During his nine-year career in Major League Baseball, Owen compiled a .275 batting average and .339 on-base percentage, appeared in 1,011 games, and totaled 1,388 total bases, 1,040 hits, 499 RBIs, 474 runs scored, 338 bases on balls, and 242 extra base hits.

===Portland Beavers (1941–1946)===
In March 1941, Owen signed with the Portland Beavers of the Pacific Coast League. He appeared in 144 games for Portland during the 1941 season. He continued to play for the Beavers through the 1946 season.

==Managerial career==
In 1944, Owen took over as the player-manager of the Portland Beavers. In three years as the manager, he compiled records of 87–82 in 1944, 112–68 in 1945, and 74–109 in 1946.

In December 1946, Owen signed to manage the San Jose Red Sox in the California State League. He also played for San Jose until an injury led him to announce his retirement as a player in June 1947 at age 41. He continued to manage the San Jose club through the 1951 season. In November 1951, Owen requested and received his release from the San Jose club.

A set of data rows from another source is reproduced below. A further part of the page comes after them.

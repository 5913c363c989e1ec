//! 位置工具
//!
//! 坐标来自会话能力（UI 侧定位授权后注入），构建时不存在则整个工具不注册。

use async_trait::async_trait;
use serde_json::Value;

use crate::tools::{Tool, ToolError};

/// get_current_location：报告会话坐标
pub struct GetCurrentLocationTool {
    latitude: f64,
    longitude: f64,
}

impl GetCurrentLocationTool {
    pub fn new(latitude: f64, longitude: f64) -> Self {
        Self {
            latitude,
            longitude,
        }
    }
}

#[async_trait]
impl Tool for GetCurrentLocationTool {
    fn name(&self) -> &str {
        "get_current_location"
    }

    fn description(&self) -> &str {
        "Get the user's current location."
    }

    async fn execute(&self, _args: Value) -> Result<String, ToolError> {
        Ok(format!(
            "The user is currently at latitude {:.5}, longitude {:.5}.",
            self.latitude, self.longitude
        ))
    }
}
//! 核心层：错误与恢复、Planner、编排循环、会话构建

pub mod builder;
pub mod error;
pub mod orchestrator;
pub mod planner;
pub mod recovery;

pub use builder::{
    build_tool_registry, create_agent_components, create_llm_from_config, AgentComponents,
    SessionCapabilities,
};
pub use error::{AgentError, RecoveryAction};
pub use orchestrator::{run_pass, PassOutcome, ToolInvocation};
pub use planner::{parse_model_output, Planner, PlannerOutput, ToolCall};
pub use recovery::RecoveryEngine;
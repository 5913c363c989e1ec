//! 工具参数 Schema 与解析（schemars 自动生成）
//!
//! parse_args 把 tool call 的 JSON 参数反序列化为各工具的类型化输入结构，
//! 失败即 InvalidArguments（handler 不会被执行）；tool_call_schema_json 用于
//! 将「合法 tool call」的 JSON 结构注入 system prompt。

use std::collections::HashMap;

use schemars::{schema_for, JsonSchema};
use serde::de::DeserializeOwned;
use serde_json::Value;

use crate::tools::ToolError;

/// 反序列化工具参数；schema 不匹配（缺字段、类型错误、未知字段形态）转 InvalidArguments
pub fn parse_args<T: DeserializeOwned>(args: Value) -> Result<T, ToolError> {
    serde_json::from_value(args).map_err(|e| ToolError::InvalidArguments(e.to_string()))
}

/// 由类型导出参数 JSON Schema（各工具 parameters_schema 的实现入口）
pub fn schema_value<T: JsonSchema>() -> Value {
    serde_json::to_value(schema_for!(T)).unwrap_or_else(|_| serde_json::json!({}))
}

/// 工具调用请求格式：与编排器解析的 `{"tool": "...", "args": {...}}` 一致（仅用于 Schema 生成）
#[allow(dead_code)]
#[derive(JsonSchema)]
struct ToolCallFormat {
    /// 工具名，取 Available tools 列表中的 name 字段
    pub tool: String,
    /// 工具参数，依工具不同而不同（date、title、recipient 等）
    pub args: HashMap<String, String>,
}

/// 返回工具调用的 JSON Schema 字符串，可拼入 system prompt
pub fn tool_call_schema_json() -> String {
    let schema = schema_for!(ToolCallFormat);
    serde_json::to_string_pretty(&schema).unwrap_or_else(|_| String::new())
}

#[cfg(test)]
mod tests {
    use super::*;
    use serde::Deserialize;

    #[derive(Debug, Deserialize, JsonSchema)]
    struct DemoInput {
        /// A date in YYYY-MM-DD format.
        date: String,
    }

    #[test]
    fn test_parse_args_ok() {
        let input: DemoInput = parse_args(serde_json::json!({"date": "2024-03-01"})).unwrap();
        assert_eq!(input.date, "2024-03-01");
    }

    #[test]
    fn test_parse_args_schema_mismatch() {
        let err = parse_args::<DemoInput>(serde_json::json!({"date": 42})).unwrap_err();
        assert!(matches!(err, ToolError::InvalidArguments(_)));

        let err = parse_args::<DemoInput>(serde_json::json!({})).unwrap_err();
        assert!(matches!(err, ToolError::InvalidArguments(_)));
    }

    #[test]
    fn test_schema_value_lists_fields() {
        let schema = schema_value::<DemoInput>();
        let props = schema["properties"].as_object().unwrap();
        assert!(props.contains_key("date"));
    }

    #[test]
    fn test_tool_call_schema_mentions_envelope_fields() {
        let schema = tool_call_schema_json();
        assert!(schema.contains("tool"));
        assert!(schema.contains("args"));
    }
}
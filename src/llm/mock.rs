//! Mock / 脚本化 LLM 客户端（用于测试与无 API Key 场景）

use std::collections::VecDeque;
use std::sync::Mutex;

use async_trait::async_trait;

use crate::llm::LlmClient;
use crate::memory::{Message, Role};

/// Mock 客户端：直接回显用户最后一条消息，让无 Key 环境也能跑通整条链路
#[derive(Debug, Default)]
pub struct MockLlmClient;

#[async_trait]
impl LlmClient for MockLlmClient {
    async fn complete(&self, messages: &[Message]) -> Result<String, String> {
        let last_user = messages
            .iter()
            .rev()
            .find(|m| matches!(m.role, Role::User))
            .map(|m| m.content.as_str())
            .unwrap_or("(no input)");

        Ok(format!("Echo from Mock: {}", last_user))
    }
}

/// 脚本化客户端：依次弹出预设回复；脚本耗尽后重复最后一条
/// （单条 tool call 脚本即可逼出编排器的轮数上限路径）
#[derive(Debug, Default)]
pub struct ScriptedLlmClient {
    replies: Mutex<VecDeque<String>>,
    last: Mutex<String>,
    calls: Mutex<u64>,
}

impl ScriptedLlmClient {
    pub fn new(replies: Vec<&str>) -> Self {
        Self {
            replies: Mutex::new(replies.into_iter().map(String::from).collect()),
            last: Mutex::new(String::new()),
            calls: Mutex::new(0),
        }
    }

    /// 实际发生的 complete 调用次数
    pub fn calls(&self) -> u64 {
        *self.calls.lock().unwrap()
    }
}

#[async_trait]
impl LlmClient for ScriptedLlmClient {
    async fn complete(&self, _messages: &[Message]) -> Result<String, String> {
        *self.calls.lock().unwrap() += 1;
        let mut replies = self.replies.lock().unwrap();
        match replies.pop_front() {
            Some(reply) => {
                *self.last.lock().unwrap() = reply.clone();
                Ok(reply)
            }
            None => {
                let last = self.last.lock().unwrap().clone();
                if last.is_empty() {
                    Err("script exhausted".to_string())
                } else {
                    Ok(last)
                }
            }
        }
    }
}
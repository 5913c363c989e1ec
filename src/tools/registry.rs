//! 工具注册表
//!
//! 所有工具实现 Tool trait（name / description / parameters_schema / execute），
//! ToolRegistry 按注册顺序存储（list 与 catalog JSON 顺序稳定），register 拒绝重名，
//! resolve 查不到返回 UnknownTool。

use std::sync::Arc;

use async_trait::async_trait;
use serde_json::Value;
use thiserror::Error;

use crate::core::AgentError;

/// 工具内部错误：参数未通过 schema 校验，或 handler 执行失败
#[derive(Error, Debug)]
pub enum ToolError {
    /// 参数不符合输入 schema；此时 handler 本体不会被执行
    #[error("invalid arguments: {0}")]
    InvalidArguments(String),

    /// 底层服务调用失败（网络错误、非 2xx 响应等）
    #[error("{0}")]
    Failed(String),
}

/// 工具 trait：名称、描述（供模型决定何时调用）、参数 JSON Schema、异步执行（args 为 JSON）
#[async_trait]
pub trait Tool: Send + Sync {
    /// 工具名称（注册表内唯一，用于 tool call 的 "tool" 字段）
    fn name(&self) -> &str;

    /// 工具描述（供模型理解功能）
    fn description(&self) -> &str;

    /// 参数 JSON Schema（供模型生成正确的参数格式）
    /// 默认返回空对象，表示无参数
    fn parameters_schema(&self) -> Value {
        serde_json::json!({
            "type": "object",
            "properties": {},
            "required": []
        })
    }

    /// 执行工具；"未找到" 等预期结果用 Ok 文本表达，Err 只留给真正的失败
    async fn execute(&self, args: Value) -> Result<String, ToolError>;
}

/// 工具注册表：按注册顺序存储 Arc<dyn Tool>；会话构建时填充一次，之后只读
#[derive(Default)]
pub struct ToolRegistry {
    tools: Vec<Arc<dyn Tool>>,
}

impl ToolRegistry {
    pub fn new() -> Self {
        Self::default()
    }

    /// 注册工具；重名返回 DuplicateTool
    pub fn register(&mut self, tool: impl Tool + 'static) -> Result<(), AgentError> {
        let name = tool.name().to_string();
        if self.tools.iter().any(|t| t.name() == name) {
            return Err(AgentError::DuplicateTool(name));
        }
        self.tools.push(Arc::new(tool));
        Ok(())
    }

    /// 按名查找；不存在返回 UnknownTool
    pub fn resolve(&self, name: &str) -> Result<Arc<dyn Tool>, AgentError> {
        self.tools
            .iter()
            .find(|t| t.name() == name)
            .cloned()
            .ok_or_else(|| AgentError::UnknownTool(name.to_string()))
    }

    /// 注册顺序的工具列表
    pub fn list(&self) -> &[Arc<dyn Tool>] {
        &self.tools
    }

    pub fn tool_names(&self) -> Vec<String> {
        self.tools.iter().map(|t| t.name().to_string()).collect()
    }

    pub fn len(&self) -> usize {
        self.tools.len()
    }

    pub fn is_empty(&self) -> bool {
        self.tools.is_empty()
    }

    /// 生成工具目录 JSON（name / description / parameters），顺序与注册顺序一致，
    /// 用于拼入 system prompt 的 Available tools 段落
    pub fn to_schema_json(&self) -> String {
        let tools: Vec<serde_json::Value> = self
            .tools
            .iter()
            .map(|tool| {
                serde_json::json!({
                    "name": tool.name(),
                    "description": tool.description(),
                    "parameters": tool.parameters_schema()
                })
            })
            .collect();
        serde_json::to_string_pretty(&tools).unwrap_or_else(|_| "[]".to_string())
    }
}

In January 1952, he was hired as the manager of the Davenport Tigers in the Illinois–Indiana–Iowa League. After one year as manager at Davenport, Owen was hired in January 1953 as the manager of the Durham Bulls. After one year as manager at Durham, Owen served as the manager of the Valdosta Tigers during the 1954 season.

Owen later served as a scout, and eventually scouting supervisor, for the Detroit Tigers until he retired in the mid-1970s.

==Family and death==
In December 1938, Owen married Violet Walsh, a Detroit public school teacher. Teammate Charlie Gehringer was his best man. They had a son, Skip, in approximately 1944. Owen died in 1991 at age 85 at a nursing home in Mountain View, California, having suffered from Alzheimer's disease. He was buried at the Mission Santa Clara de Asís cemetery.

A baseball on which Owen gathered the signatures of 11 of the first 12 members of the Baseball Hall of Fame was sold at auction in August 2018 for $623,369. He had preserved the ball inside a fur-lined glove kept in a safe deposit box until his death in 1991.